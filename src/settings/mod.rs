//! Settings trees: stored values for one widget instance, key paths, responsive values.

pub mod path;
pub mod responsive;
pub mod tree;

pub use path::KeyPath;
pub use responsive::{Breakpoint, ResponsiveValue};
pub use tree::{SettingsTree, ValueSource, WidgetSettings};
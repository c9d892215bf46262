//! Proc macros for widget-style: `selectors!` compile-time selector-rule validation.
//!
//! This crate is not meant to be used directly; enable the `macros` feature on `widget-style`.

use proc_macro::TokenStream;

mod selectors_macro;

/// Selector-rule list with compile-time placeholder validation.
///
/// Expands to a `Vec<widget_style::field::SelectorRule>`.
///
/// # Syntax
///
/// - `"<selector>" => "<declarations>"` becomes `SelectorRule::template(..)`
/// - `["<selector>", "<selector>", ...]` becomes `SelectorRule::composite(..)`
///
/// Selectors may only use `{{WRAPPER}}`; declaration templates may use the
/// value tokens (`{{VALUE}}`, `{{VALUE.TOP}}`, `{{UNIT}}`, `{{FONT_SIZE}}`, ...)
/// but not `{{WRAPPER}}`. Unknown placeholders and unbalanced braces are
/// compile errors.
///
/// # Example
///
/// ```ignore
/// let rules = selectors! {
///     "{{WRAPPER}} .title" => "color: {{VALUE}};",
///     ["{{WRAPPER}} .title", "{{WRAPPER}} .subtitle"],
/// };
/// ```
#[proc_macro]
pub fn selectors(input: TokenStream) -> TokenStream {
    selectors_macro::selectors_impl(input.into())
        .unwrap_or_else(|err| err.to_compile_error())
        .into()
}
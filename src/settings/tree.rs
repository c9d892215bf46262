//! The stored settings of one widget instance.
//!
//! A [`SettingsTree`] mirrors its schema's key paths:
//! `{ group: { field: value } }` or `{ tab: { group: { field: value } } }`.
//! It is owned by the external document store and handed to the engine by
//! value (or reference) per compile call.

use serde::{Deserialize, Serialize};
use serde_json::{Map, Value};

use crate::settings::path::KeyPath;

/// Anything that can answer "what value is stored at this key path?".
///
/// Implemented by the raw [`SettingsTree`] and by the compiler's
/// default-aware view, so condition evaluation stays independent of where
/// values come from.
pub trait ValueSource {
    /// The value at `path`, or `None` when absent. Explicit `null` counts as absent.
    fn value_at(&self, path: &KeyPath) -> Option<&Value>;

    /// Whether `path` names a field at all. Sources without schema knowledge
    /// treat every path as a field whose value may be undefined.
    fn has_field(&self, _path: &KeyPath) -> bool {
        true
    }
}

/// Nested JSON settings for one schema category of one widget instance.
#[derive(Debug, Clone, PartialEq, Serialize, Deserialize)]
#[serde(transparent)]
pub struct SettingsTree {
    root: Value,
}

impl Default for SettingsTree {
    fn default() -> Self {
        Self::new()
    }
}

impl SettingsTree {
    /// An empty tree (`{}`).
    pub fn new() -> Self {
        Self {
            root: Value::Object(Map::new()),
        }
    }

    /// Wrap an already-parsed JSON value.
    pub fn from_value(root: Value) -> Self {
        Self { root }
    }

    /// Parse a persisted JSON document.
    pub fn from_json(json: &str) -> Result<Self, serde_json::Error> {
        serde_json::from_str(json)
    }

    /// Serialize back to the persisted JSON shape.
    pub fn to_json(&self) -> String {
        self.root.to_string()
    }

    /// The underlying JSON value.
    pub fn as_value(&self) -> &Value {
        &self.root
    }

    /// Look up the value at `path`. Missing keys, non-object intermediates and
    /// explicit `null` all yield `None`.
    pub fn get(&self, path: &KeyPath) -> Option<&Value> {
        let mut node = &self.root;
        for segment in path.segments() {
            node = node.as_object()?.get(segment)?;
        }
        if node.is_null() {
            None
        } else {
            Some(node)
        }
    }

    /// Store `value` at `path`, creating (or replacing non-object) intermediate nodes.
    ///
    /// Setting the root path replaces the whole tree.
    pub fn set(&mut self, path: &KeyPath, value: Value) {
        let Some((last, parents)) = path.segments().split_last() else {
            self.root = value;
            return;
        };

        let mut node = &mut self.root;
        for segment in parents {
            node = object_entry(node, segment);
        }
        ensure_object(node).insert(last.clone(), value);
    }

    /// Remove the value at `path`, returning it if present.
    pub fn remove(&mut self, path: &KeyPath) -> Option<Value> {
        let (last, parents) = path.segments().split_last()?;
        let mut node = &mut self.root;
        for segment in parents {
            node = node.as_object_mut()?.get_mut(segment)?;
        }
        node.as_object_mut()?.remove(last)
    }
}

impl ValueSource for SettingsTree {
    fn value_at(&self, path: &KeyPath) -> Option<&Value> {
        self.get(path)
    }
}

impl From<Value> for SettingsTree {
    fn from(root: Value) -> Self {
        Self::from_value(root)
    }
}

fn ensure_object(node: &mut Value) -> &mut Map<String, Value> {
    if !node.is_object() {
        *node = Value::Object(Map::new());
    }
    match node {
        Value::Object(map) => map,
        _ => unreachable!("node was just replaced with an object"),
    }
}

fn object_entry<'a>(node: &'a mut Value, key: &str) -> &'a mut Value {
    let map = ensure_object(node);
    let entry = map
        .entry(key.to_owned())
        .or_insert_with(|| Value::Object(Map::new()));
    if !entry.is_object() {
        *entry = Value::Object(Map::new());
    }
    entry
}

/// Both settings categories of one widget instance, as persisted:
/// `{ "general": {...}, "style": {...} }`.
#[derive(Debug, Clone, PartialEq, Default, Serialize, Deserialize)]
pub struct WidgetSettings {
    #[serde(default)]
    pub general: SettingsTree,
    #[serde(default)]
    pub style: SettingsTree,
}

impl WidgetSettings {
    /// Create from the two category trees.
    pub fn new(general: SettingsTree, style: SettingsTree) -> Self {
        Self { general, style }
    }

    /// Parse a persisted widget settings document.
    pub fn from_json(json: &str) -> Result<Self, serde_json::Error> {
        serde_json::from_str(json)
    }
}

#[cfg(test)]
mod tests {
    use super::*;
    use serde_json::json;

    #[test]
    fn test_get_nested_value() {
        let tree = SettingsTree::from_value(json!({"normal": {"colors": {"text": "#fff"}}}));
        assert_eq!(tree.get(&KeyPath::parse("normal.colors.text")), Some(&json!("#fff")));
    }

    #[test]
    fn test_get_missing_and_null() {
        let tree = SettingsTree::from_value(json!({"content": {"title": null}}));
        assert_eq!(tree.get(&KeyPath::parse("content.title")), None);
        assert_eq!(tree.get(&KeyPath::parse("content.missing")), None);
        assert_eq!(tree.get(&KeyPath::parse("content.title.deeper")), None);
    }

    #[test]
    fn test_set_creates_intermediates() {
        let mut tree = SettingsTree::new();
        tree.set(&KeyPath::parse("hover.colors.text"), json!("red"));
        assert_eq!(tree.as_value(), &json!({"hover": {"colors": {"text": "red"}}}));
    }

    #[test]
    fn test_set_replaces_scalar_intermediate() {
        let mut tree = SettingsTree::from_value(json!({"content": 5}));
        tree.set(&KeyPath::parse("content.title"), json!("Hi"));
        assert_eq!(tree.get(&KeyPath::parse("content.title")), Some(&json!("Hi")));
    }

    #[test]
    fn test_remove() {
        let mut tree = SettingsTree::from_value(json!({"content": {"title": "Hi"}}));
        assert_eq!(tree.remove(&KeyPath::parse("content.title")), Some(json!("Hi")));
        assert_eq!(tree.get(&KeyPath::parse("content.title")), None);
        assert_eq!(tree.remove(&KeyPath::parse("nope.nothing")), None);
    }

    #[test]
    fn test_json_round_trip_keeps_shape() {
        let json = r#"{"content":{"title":"Hello"}}"#;
        let tree = SettingsTree::from_json(json).unwrap();
        assert_eq!(tree.to_json(), json);
    }

    #[test]
    fn test_widget_settings_missing_categories_default() {
        let settings = WidgetSettings::from_json(r#"{"general":{"content":{"title":"x"}}}"#).unwrap();
        assert_eq!(settings.style, SettingsTree::new());
        assert_eq!(
            settings.general.get(&KeyPath::parse("content.title")),
            Some(&json!("x"))
        );
    }
}
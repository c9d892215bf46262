//! Built-in widgets: Heading, Button, Spacer.

pub mod button;
pub mod heading;
pub mod spacer;

pub use button::Button;
pub use heading::Heading;
pub use spacer::Spacer;

use crate::widget::{RegistryError, WidgetRegistry};

/// Register every built-in widget with manual HTML rendering.
pub fn register_builtins(registry: &mut WidgetRegistry) -> Result<(), RegistryError> {
    registry.register(Heading::new())?;
    registry.register(Button::new())?;
    registry.register(Spacer)?;
    Ok(())
}
//! logos-based placeholder tokenizer.
//!
//! Token priority in logos is determined by:
//! 1. Longest match wins (`{{VALUE}}` as Placeholder beats `{` as Brace)
//! 2. For equal length matches, earlier-defined variants win
//!
//! Anything that is not a well-formed placeholder is literal text, so every
//! input lexes without error: `{{value}}` (lowercase) is `Brace`, `Brace`, `Text`,
//! and an unclosed `{{VALUE` is a single lexer error span mapped to `Text`.

use logos::Logos;

/// Template token produced by the lexer.
#[derive(Logos, Debug, Clone, PartialEq)]
pub enum Token {
    /// `{{NAME}}` or `{{NAME.PART}}`, upper-case names only.
    #[regex(r"\{\{[A-Z][A-Z0-9_]*(\.[A-Z][A-Z0-9_]*)?\}\}")]
    Placeholder,

    /// A run of text without `{`.
    #[regex(r"[^{]+")]
    Text,

    /// A lone `{` that does not open a placeholder.
    #[token("{")]
    Brace,
}

/// Tokenize a template into `(Token, text)` pairs.
pub fn tokenize(input: &str) -> Vec<(Token, String)> {
    let lexer = Token::lexer(input);
    lexer
        .spanned()
        .map(|(result, span)| {
            let text = input[span].to_string();
            (result.unwrap_or(Token::Text), text)
        })
        .collect()
}
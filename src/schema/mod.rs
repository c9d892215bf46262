//! Control schemas: Tabs and Groups of FieldDefinitions, one per widget per category.

pub mod builder;
pub mod model;

pub use builder::{GroupBuilder, GroupParent, SchemaBuilder, SchemaError, TabBuilder};
pub use model::{Category, ControlSchema, FieldEntry, Group, SchemaNode, Tab};
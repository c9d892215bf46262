//! `selectors!` macro: validate selector-rule templates at compile time and
//! generate `SelectorRule` constructors.

use proc_macro2::TokenStream;
use quote::quote;
use syn::parse::{Parse, ParseStream};
use syn::punctuated::Punctuated;
use syn::{bracketed, Error, LitStr, Result, Token};

/// Placeholders a declaration template may use.
const VALUE_TOKENS: &[&str] = &[
    "VALUE",
    "UNIT",
    "VALUE.TOP",
    "VALUE.RIGHT",
    "VALUE.BOTTOM",
    "VALUE.LEFT",
    "FONT_FAMILY",
    "FONT_SIZE",
    "FONT_WEIGHT",
    "LINE_HEIGHT",
    "LETTER_SPACING",
    "WORD_SPACING",
    "TEXT_TRANSFORM",
    "FONT_STYLE",
];

/// Placeholders a selector may use.
const SELECTOR_TOKENS: &[&str] = &["WRAPPER"];

// ---------------------------------------------------------------------------
// AST types
// ---------------------------------------------------------------------------

/// One rule in the macro input.
#[derive(Debug)]
enum RuleInput {
    /// `"selector" => "template"`
    Template { selector: LitStr, template: LitStr },
    /// `["selector", ...]`
    Composite { selectors: Vec<LitStr> },
}

#[derive(Debug)]
struct SelectorsInput {
    rules: Vec<RuleInput>,
}

// ---------------------------------------------------------------------------
// Parsing
// ---------------------------------------------------------------------------

impl Parse for RuleInput {
    fn parse(input: ParseStream) -> Result<Self> {
        if input.peek(syn::token::Bracket) {
            let content;
            let bracket = bracketed!(content in input);
            let list: Punctuated<LitStr, Token![,]> = Punctuated::parse_terminated(&content)?;
            let selectors: Vec<LitStr> = list.into_iter().collect();
            if selectors.is_empty() {
                return Err(Error::new(bracket.span.join(), "composite rule needs at least one selector"));
            }
            return Ok(RuleInput::Composite { selectors });
        }

        let selector: LitStr = input.parse()?;
        input.parse::<Token![=>]>()?;
        let template: LitStr = input.parse()?;
        Ok(RuleInput::Template { selector, template })
    }
}

impl Parse for SelectorsInput {
    fn parse(input: ParseStream) -> Result<Self> {
        let rules: Punctuated<RuleInput, Token![,]> = Punctuated::parse_terminated(input)?;
        Ok(SelectorsInput {
            rules: rules.into_iter().collect(),
        })
    }
}

// ---------------------------------------------------------------------------
// Validation
// ---------------------------------------------------------------------------

/// Extract placeholder names from `text`.
///
/// Fails on a `{{` without a matching `}}`, on a stray `}}`, and on names that
/// are not upper-case identifiers with at most one `.` part.
pub(crate) fn placeholders(text: &str) -> std::result::Result<Vec<String>, String> {
    let mut names = Vec::new();
    let mut rest = text;
    loop {
        let open = rest.find("{{");
        let close = rest.find("}}");
        match (open, close) {
            (None, None) => return Ok(names),
            (None, Some(_)) => return Err("`}}` without a matching `{{`".into()),
            (Some(o), Some(c)) if c < o => return Err("`}}` without a matching `{{`".into()),
            (Some(_), None) => return Err("unclosed `{{`".into()),
            (Some(o), Some(c)) => {
                let name = &rest[o + 2..c];
                if !is_placeholder_name(name) {
                    return Err(format!("`{{{{{name}}}}}` is not a valid placeholder"));
                }
                names.push(name.to_owned());
                rest = &rest[c + 2..];
            }
        }
    }
}

fn is_placeholder_name(name: &str) -> bool {
    let mut parts = name.split('.');
    let valid = |part: &str| {
        let mut chars = part.chars();
        chars.next().is_some_and(|c| c.is_ascii_uppercase())
            && chars.all(|c| c.is_ascii_uppercase() || c.is_ascii_digit() || c == '_')
    };
    match (parts.next(), parts.next(), parts.next()) {
        (Some(head), None, _) => valid(head),
        (Some(head), Some(tail), None) => valid(head) && valid(tail),
        _ => false,
    }
}

fn check(lit: &LitStr, allowed: &[&str], what: &str) -> Result<()> {
    let names = placeholders(&lit.value()).map_err(|msg| Error::new(lit.span(), msg))?;
    match names.iter().find(|n| !allowed.contains(&n.as_str())) {
        Some(bad) => Err(Error::new(
            lit.span(),
            format!("{what} may not use `{{{{{bad}}}}}`"),
        )),
        None => Ok(()),
    }
}

// ---------------------------------------------------------------------------
// Entry point
// ---------------------------------------------------------------------------

/// Entry point: generate code for the entire selectors! macro.
pub(crate) fn selectors_impl(input: TokenStream) -> Result<TokenStream> {
    let parsed: SelectorsInput = syn::parse2(input)?;

    let mut rules = Vec::new();
    for rule in &parsed.rules {
        rules.push(match rule {
            RuleInput::Template { selector, template } => {
                check(selector, SELECTOR_TOKENS, "a selector")?;
                check(template, VALUE_TOKENS, "a declaration template")?;
                quote! { ::widget_style::field::SelectorRule::template(#selector, #template) }
            }
            RuleInput::Composite { selectors } => {
                for selector in selectors {
                    check(selector, SELECTOR_TOKENS, "a selector")?;
                }
                quote! { ::widget_style::field::SelectorRule::composite([#(#selectors),*]) }
            }
        });
    }

    Ok(quote! {
        ::std::vec![#(#rules),*]
    })
}

// ===========================================================================
// Tests
// ===========================================================================
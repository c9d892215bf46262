//! Per-side dimension resolver: `{top, right, bottom, left, unit}`.

use serde_json::{Map, Value};

use crate::field::FieldDefinition;
use crate::resolve::{format_number, Resolved, TokenSet};
use crate::template::UNIT;

/// One side of a box.
#[derive(Debug, Clone, Copy, PartialEq, Eq)]
pub enum Side {
    Top,
    Right,
    Bottom,
    Left,
}

impl Side {
    /// Sides in CSS shorthand order.
    pub const ALL: [Side; 4] = [Side::Top, Side::Right, Side::Bottom, Side::Left];

    /// Key in the stored object.
    pub fn key(self) -> &'static str {
        match self {
            Side::Top => "top",
            Side::Right => "right",
            Side::Bottom => "bottom",
            Side::Left => "left",
        }
    }

    /// Placeholder token name.
    pub fn token(self) -> &'static str {
        match self {
            Side::Top => "VALUE.TOP",
            Side::Right => "VALUE.RIGHT",
            Side::Bottom => "VALUE.BOTTOM",
            Side::Left => "VALUE.LEFT",
        }
    }
}

/// Resolve a dimension object. A missing, `null` or empty side becomes `0`;
/// a side holding a non-scalar makes the whole value malformed.
pub fn resolve(field: &FieldDefinition, value: &Value) -> Option<Resolved> {
    let map = value.as_object()?;
    let mut tokens = TokenSet::new();

    for side in Side::ALL {
        tokens.insert(side.token(), side_text(map, side)?);
    }

    let unit = map
        .get("unit")
        .and_then(Value::as_str)
        .filter(|u| !u.is_empty())
        .or(field.unit())
        .unwrap_or_default()
        .to_owned();
    tokens.insert(UNIT, unit.clone());
    if field.unit().is_some() {
        tokens.set_unit_suffix(Some(unit));
    }

    Some(Resolved {
        tokens,
        ..Resolved::default()
    })
}

fn side_text(map: &Map<String, Value>, side: Side) -> Option<String> {
    match map.get(side.key()) {
        None | Some(Value::Null) => Some("0".into()),
        Some(Value::Number(n)) => n.as_f64().map(format_number),
        Some(Value::String(s)) if s.trim().is_empty() => Some("0".into()),
        Some(Value::String(s)) => Some(s.trim().to_owned()),
        Some(_) => None,
    }
}
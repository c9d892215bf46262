//! Widget registry: one explicit, constructor-built catalog of widget types.
//!
//! Each widget's schemas are built once, at registration, and shared as
//! `Arc<ControlSchema>`. The registry is immutable after setup and can be
//! shared across threads behind an `Arc`.

use std::collections::BTreeMap;
use std::sync::Arc;

use crate::compiler::CssCompiler;
use crate::config::CompilerConfig;
use crate::schema::{ControlSchema, SchemaError};
use crate::settings::WidgetSettings;
use crate::widget::context::RenderContext;
use crate::widget::traits::{RenderError, Widget};

/// Errors from registry operations.
#[derive(Debug, Clone, PartialEq, thiserror::Error)]
pub enum RegistryError {
    #[error("unknown widget type `{0}`")]
    UnknownWidget(String),
    #[error("widget type `{0}` is already registered")]
    DuplicateWidget(String),
    #[error("widget `{widget}` declares an invalid schema: {source}")]
    Schema {
        widget: String,
        #[source]
        source: SchemaError,
    },
    #[error(transparent)]
    Render(#[from] RenderError),
}

struct Registered {
    widget: Box<dyn Widget>,
    general: Arc<ControlSchema>,
    style: Arc<ControlSchema>,
}

/// Catalog of widget types and the compiler used for their CSS.
pub struct WidgetRegistry {
    compiler: CssCompiler,
    widgets: BTreeMap<String, Registered>,
}

impl Default for WidgetRegistry {
    fn default() -> Self {
        Self::new()
    }
}

impl WidgetRegistry {
    /// An empty registry with the default compiler configuration.
    pub fn new() -> Self {
        Self::with_config(CompilerConfig::default())
    }

    pub fn with_config(config: CompilerConfig) -> Self {
        Self {
            compiler: CssCompiler::new(config),
            widgets: BTreeMap::new(),
        }
    }

    /// A registry holding the built-in widgets.
    pub fn with_builtins() -> Result<Self, RegistryError> {
        let mut registry = Self::new();
        crate::widgets::register_builtins(&mut registry)?;
        Ok(registry)
    }

    /// Register a widget type, building both of its schemas.
    pub fn register(&mut self, widget: impl Widget + 'static) -> Result<(), RegistryError> {
        let name = widget.widget_type().to_owned();
        if self.widgets.contains_key(&name) {
            return Err(RegistryError::DuplicateWidget(name));
        }
        let schema_err = |source| RegistryError::Schema {
            widget: name.clone(),
            source,
        };
        let general = widget.general_fields().map_err(schema_err)?;
        let style = widget.style_fields().map_err(schema_err)?;
        tracing::debug!(
            widget = %name,
            general = general.len(),
            style = style.len(),
            "registered widget"
        );
        self.widgets.insert(
            name,
            Registered {
                widget: Box::new(widget),
                general: Arc::new(general),
                style: Arc::new(style),
            },
        );
        Ok(())
    }

    pub fn contains(&self, widget_type: &str) -> bool {
        self.widgets.contains_key(widget_type)
    }

    /// Registered type names, sorted.
    pub fn widget_types(&self) -> impl Iterator<Item = &str> {
        self.widgets.keys().map(String::as_str)
    }

    pub fn len(&self) -> usize {
        self.widgets.len()
    }

    pub fn is_empty(&self) -> bool {
        self.widgets.is_empty()
    }

    fn get(&self, widget_type: &str) -> Result<&Registered, RegistryError> {
        self.widgets
            .get(widget_type)
            .ok_or_else(|| RegistryError::UnknownWidget(widget_type.to_owned()))
    }

    /// The general-category schema of a widget type.
    pub fn general_fields(&self, widget_type: &str) -> Result<Arc<ControlSchema>, RegistryError> {
        self.get(widget_type).map(|r| Arc::clone(&r.general))
    }

    /// The style-category schema of a widget type.
    pub fn style_fields(&self, widget_type: &str) -> Result<Arc<ControlSchema>, RegistryError> {
        self.get(widget_type).map(|r| Arc::clone(&r.style))
    }

    /// Compile the CSS for one instance: general-category rules first, then
    /// style-category rules.
    pub fn generate_css(
        &self,
        widget_type: &str,
        widget_id: &str,
        settings: &WidgetSettings,
        section_id: Option<&str>,
    ) -> Result<String, RegistryError> {
        let registered = self.get(widget_type)?;
        let mut sheet =
            self.compiler
                .compile(widget_id, &registered.general, &settings.general, section_id);
        sheet.extend(
            self.compiler
                .compile(widget_id, &registered.style, &settings.style, section_id),
        );
        Ok(sheet.to_string())
    }

    /// Render the markup for one instance.
    pub fn render(
        &self,
        widget_type: &str,
        widget_id: &str,
        settings: &WidgetSettings,
    ) -> Result<String, RegistryError> {
        let registered = self.get(widget_type)?;
        let ctx = RenderContext::new(widget_id, settings, &registered.general, &registered.style);
        Ok(registered.widget.render(&ctx)?)
    }
}
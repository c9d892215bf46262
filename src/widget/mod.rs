//! Widget layer: the `Widget` trait, render context, template renderers, registry.

pub mod context;
pub mod registry;
pub mod traits;

pub use context::RenderContext;
pub use registry::{RegistryError, WidgetRegistry};
pub use traits::{RenderError, SharedRenderer, TemplateRenderer, Widget};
:::
*Exercise*
The lines above from the one containing "paths, responsive values." through the one containing "per compile call." are to be set down exactly, and no others.

*Response*
//! Settings trees: stored values for one widget instance, key paths, responsive values.

pub mod path;
pub mod responsive;
pub mod tree;

pub use path::KeyPath;
pub use responsive::{Breakpoint, ResponsiveValue};
pub use tree::{SettingsTree, ValueSource, WidgetSettings};
repository c9d892215bf46262
//! Proc macros for widget-style: `selectors!` compile-time selector-rule validation.
//!
//! This crate is not meant to be used directly; enable the `macros` feature on `widget-style`.

use proc_macro::TokenStream;

mod selectors_macro;

/// Selector-rule list with compile-time placeholder validation.
///
/// Expands to a `Vec<widget_style::field::SelectorRule>`.
///
/// # Syntax
///
/// - `"<selector>" => "<declarations>"` becomes `SelectorRule::template(..)`
/// - `["<selector>", "<selector>", ...]` becomes `SelectorRule::composite(..)`
///
/// Selectors may only use `{{WRAPPER}}`; declaration templates may use the
/// value tokens (`{{VALUE}}`, `{{VALUE.TOP}}`, `{{UNIT}}`, `{{FONT_SIZE}}`, ...)
/// but not `{{WRAPPER}}`. Unknown placeholders and unbalanced braces are
/// compile errors.
///
/// # Example
///
/// ```ignore
/// let rules = selectors! {
///     "{{WRAPPER}} .title" => "color: {{VALUE}};",
///     ["{{WRAPPER}} .title", "{{WRAPPER}} .subtitle"],
/// };
/// ```
#[proc_macro]
pub fn selectors(input: TokenStream) -> TokenStream {
    selectors_macro::selectors_impl(input.into())
        .unwrap_or_else(|err| err.to_compile_error())
        .into()
}
filename src/settings/tree.rs
repository c9d892215bf46262
//! The stored settings of one widget instance.
//!
//! A [`SettingsTree`] mirrors its schema's key paths:
//! `{ group: { field: value } }` or `{ tab: { group: { field: value } } }`.
//! It is owned by the external document store and handed to the engine by
//! value (or reference) per compile call.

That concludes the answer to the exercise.